Établir des liens avec les leaders en éducation fait partie intégrante de mon travail en tant que directrice de programme de Bien dans mon travail d’ÉdCan. Partout au Canada, les leaders en éducation ont à cœur le bien-être de leur personnel. Ils voient l’impact de la charge de travail et des pénuries de personnel sur la santé et le bien-être des membres de leur personnel. S’il existait une solution facile pour résoudre efficacement tous ces problèmes au Canada, chaque leader du pays l’aurait déjà mise en place.
Le fait est qu’il n’y a pas de solution facile.
Le recrutement et le maintien en poste ainsi que la santé mentale du personnel ressortent comme les deux grandes priorités du sondage de 2024 sur le bien-être au travail d’ÉdCan. Les réponses qualitatives font d’ailleurs ressortir l’interdépendance de ces deux priorités : les problèmes liés à la charge de travail causent à la fois stress et épuisement professionnel et font, de ce fait, augmenter l’absentéisme. Le manque de personnel causé par l’absentéisme et les postes à combler aggravent la charge de travail. La perception que le « système ne fonctionne pas » est de plus en plus prévalente, ce qui, potentiellement, rend plus difficile de recruter du personnel en éducation.
S’il n’existe pas de solution facile pour échapper à ce cercle vicieux, comment peut-on surmonter ces défis?

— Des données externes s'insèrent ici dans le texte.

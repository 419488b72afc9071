// Copyright 2019 The Fuchsia Authors. All rights reserved.
// Use of this source code is governed by a BSD-style license that can be
// found in the LICENSE file.

use {
    crate::{
        acl::{AclListKind, AclMode},
        acs::{ScanFailure, ScanResult},
        channel::{ChannelRegistry, NolEntry},
        config::SapConfig,
        error::SapError,
        nol_store::NolStore,
        sink::{MlmeStream, NotificationSink},
        state_machine::{SapEvent, SapSme, SapState},
        timer::{EventId, Scheduler, Time},
        MacAddr, ScanTxnId, SessionHandle,
    },
    log::{error, info, warn},
    parking_lot::Mutex,
    std::{
        collections::{BTreeSet, HashMap},
        sync::{
            atomic::{AtomicU32, Ordering},
            Arc,
        },
    },
};

pub type SessionRef = Arc<Mutex<SapSme>>;

/// All SAP sessions of one radio. The channel registry (and with it the NOL) is shared between
/// them; each session has its own lock and at most one session lock is held at a time.
pub struct SapManager {
    registry: Arc<ChannelRegistry>,
    sessions: Mutex<HashMap<SessionHandle, SessionRef>>,
    next_handle: AtomicU32,
    nol_store: Option<Box<dyn NolStore>>,
}

impl SapManager {
    /// Restores any persisted NOL entries that are still live at `now`.
    ///
    /// NOL expiries are absolute `Time`s shared by every session, so `now` and the scheduler of
    /// every session opened here must read one clock: `timer::monotonic_now` (which
    /// `StreamScheduler` uses) in production, or clones of one `ManualScheduler` in tests.
    pub fn new(
        registry: Arc<ChannelRegistry>,
        nol_store: Option<Box<dyn NolStore>>,
        now: Time,
    ) -> Result<Self, SapError> {
        if let Some(store) = &nol_store {
            let entries = store.load(now).map_err(SapError::Persistence)?;
            for entry in entries {
                match registry.extend_nol(entry.channel, entry.expiry) {
                    Ok(expiry) => {
                        info!("Restored NOL entry for {} until {}", entry.channel, expiry)
                    }
                    Err(e) => warn!("Ignoring persisted NOL entry: {}", e),
                }
            }
        }
        Ok(SapManager {
            registry,
            sessions: Mutex::new(HashMap::new()),
            next_handle: AtomicU32::new(1),
            nol_store,
        })
    }

    pub fn registry(&self) -> &Arc<ChannelRegistry> {
        &self.registry
    }

    pub fn open_session(
        &self,
        config: SapConfig,
        notifier: Arc<dyn NotificationSink>,
        scheduler: Box<dyn Scheduler>,
    ) -> Result<(SessionHandle, MlmeStream), SapError> {
        let (sme, mlme_stream) =
            SapSme::new(config, Arc::clone(&self.registry), notifier, scheduler)?;
        let handle = SessionHandle(self.next_handle.fetch_add(1, Ordering::Relaxed));
        self.sessions.lock().insert(handle, Arc::new(Mutex::new(sme)));
        info!("Opened SAP session {:?}", handle);
        Ok((handle, mlme_stream))
    }

    pub fn close_session(&self, handle: SessionHandle) -> Result<(), SapError> {
        let session = self.sessions.lock().remove(&handle).ok_or(SapError::NoSuchSession(handle))?;
        let state = session.lock().state();
        if state != SapState::Disconnected {
            warn!("Closing session {:?} in {:?}", handle, state);
        }
        info!("Closed SAP session {:?}", handle);
        Ok(())
    }

    pub fn session(&self, handle: SessionHandle) -> Result<SessionRef, SapError> {
        self.sessions.lock().get(&handle).cloned().ok_or(SapError::NoSuchSession(handle))
    }

    fn with_session<T>(
        &self,
        handle: SessionHandle,
        f: impl FnOnce(&mut SapSme) -> Result<T, SapError>,
    ) -> Result<T, SapError> {
        let session = self.session(handle)?;
        let mut sme = session.lock();
        f(&mut sme)
    }

    /// Feeds `event` to the session. Radar indications go through `indicate_radar` so that
    /// every session on the radio sees them.
    pub fn handle_event(&self, handle: SessionHandle, event: SapEvent) -> Result<(), SapError> {
        match event {
            SapEvent::RadarIndicated { channel, at } => {
                self.indicate_radar(handle, channel, at).map(|_| ())
            }
            event => self.with_session(handle, |sme| sme.on_event(event)),
        }
    }

    pub fn state(&self, handle: SessionHandle) -> Result<SapState, SapError> {
        self.with_session(handle, |sme| Ok(sme.state()))
    }

    pub fn start(&self, handle: SessionHandle, config: SapConfig) -> Result<(), SapError> {
        self.handle_event(handle, SapEvent::StartRequested { config })
    }

    pub fn stop(&self, handle: SessionHandle) -> Result<(), SapError> {
        self.handle_event(handle, SapEvent::StopRequested)
    }

    pub fn acl_add(
        &self,
        handle: SessionHandle,
        addr: MacAddr,
        kind: AclListKind,
    ) -> Result<(), SapError> {
        self.with_session(handle, |sme| sme.acl_add(addr, kind))
    }

    pub fn acl_remove(
        &self,
        handle: SessionHandle,
        addr: &MacAddr,
        kind: AclListKind,
    ) -> Result<(), SapError> {
        self.with_session(handle, |sme| sme.acl_remove(addr, kind))
    }

    pub fn set_acl_mode(&self, handle: SessionHandle, mode: AclMode) -> Result<(), SapError> {
        self.with_session(handle, |sme| {
            sme.set_acl_mode(mode);
            Ok(())
        })
    }

    pub fn on_assoc_request(
        &self,
        handle: SessionHandle,
        addr: &MacAddr,
    ) -> Result<bool, SapError> {
        self.with_session(handle, |sme| sme.on_assoc_request(addr))
    }

    pub fn on_scan_complete(
        &self,
        handle: SessionHandle,
        txn_id: ScanTxnId,
        result: Result<Vec<ScanResult>, ScanFailure>,
    ) -> Result<(), SapError> {
        self.handle_event(handle, SapEvent::ScanComplete { txn_id, result })
    }

    pub fn on_timeout(&self, handle: SessionHandle, event_id: EventId) -> Result<(), SapError> {
        self.handle_event(handle, SapEvent::Timeout(event_id))
    }

    pub fn on_start_confirm(&self, handle: SessionHandle) -> Result<(), SapError> {
        self.handle_event(handle, SapEvent::StartConfirm)
    }

    pub fn on_start_failure(&self, handle: SessionHandle) -> Result<(), SapError> {
        self.handle_event(handle, SapEvent::StartFailure)
    }

    pub fn on_teardown_complete(&self, handle: SessionHandle) -> Result<(), SapError> {
        self.handle_event(handle, SapEvent::TeardownComplete)
    }

    /// Applies a radar indication reported by `handle`'s detector. The NOL is updated before
    /// any session reacts, every session using `channel` is moved off it, and the NOL is
    /// persisted afterwards. A `Persistence` error means the in-memory NOL is already current.
    pub fn indicate_radar(
        &self,
        handle: SessionHandle,
        channel: u8,
        now: Time,
    ) -> Result<NolEntry, SapError> {
        let reporter = self.session(handle)?;
        let entry = reporter.lock().on_radar(channel, now)?;

        let others: Vec<(SessionHandle, SessionRef)> = self
            .sessions
            .lock()
            .iter()
            .filter(|(h, _)| **h != handle)
            .map(|(h, session)| (*h, Arc::clone(session)))
            .collect();
        for (other, session) in others {
            let mut sme = session.lock();
            if sme.is_affected_by(channel) {
                info!("Radar on {} also affects session {:?}", channel, other);
                if let Err(e) = sme.on_radar(channel, now) {
                    error!("Session {:?} failed to leave channel {}: {}", other, channel, e);
                }
            }
            if let Err(e) = sme.enforce_nol_invariant() {
                error!("Session {:?}: {}", other, e);
            }
        }

        self.persist_nol(now)?;
        Ok(entry)
    }

    /// Hands the radio's unsafe channel set to every session. Sessions already running keep
    /// their channel; the set applies to their next selection.
    pub fn update_unsafe_channels(&self, channels: BTreeSet<u8>) {
        let sessions: Vec<(SessionHandle, SessionRef)> = self
            .sessions
            .lock()
            .iter()
            .map(|(h, session)| (*h, Arc::clone(session)))
            .collect();
        for (handle, session) in sessions {
            if let Err(e) = session.lock().on_event(SapEvent::UnsafeChannels(channels.clone())) {
                error!("Session {:?}: {}", handle, e);
            }
        }
    }

    pub fn nol(&self, now: Time) -> Vec<NolEntry> {
        self.registry.nol_entries(now)
    }

    fn persist_nol(&self, now: Time) -> Result<(), SapError> {
        match &self.nol_store {
            Some(store) => store.save(&self.registry.nol_entries(now), now).map_err(|e| {
                error!("Failed to persist NOL: {:#}", e);
                SapError::Persistence(e)
            }),
            None => Ok(()),
        }
    }
}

Accepter que le défi est complexe nous donne des pistes de solution sur la façon d’aborder la situation. Les situations complexes comportent nombre d’éléments inconnus et les facteurs en cause sont interdépendants, ce qui rend difficile d’en discerner les causes et effets. Une situation complexe offre peu de consensus sur la nature du problème et sur la façon de le résoudre. Une situation complexe nécessite une action collaborative, souple et systémique pour la résoudre.
Dans le contexte de l’éducation primaire et secondaire, la résolution des pénuries actuelles de personnel et la promotion du bien-être du personnel à long terme et de manière durable exigent un engagement :
- à collaborer de la part des dirigeants des districts scolaires, des syndicats, des associations professionnelles, de chaque membre du personnel, des conseillères et conseillers scolaires et des ministères de l’Éducation;
- à apprendre par expérience, à essayer des stratégies pour surmonter les défis, à documenter ce qui fonctionne, à adapter les solutions en conséquence et à partager les initiatives réussies entre les différents districts scolaires; et
- à s’attaquer aux facteurs systémiques comme les structures organisationnelles et le milieu de travail.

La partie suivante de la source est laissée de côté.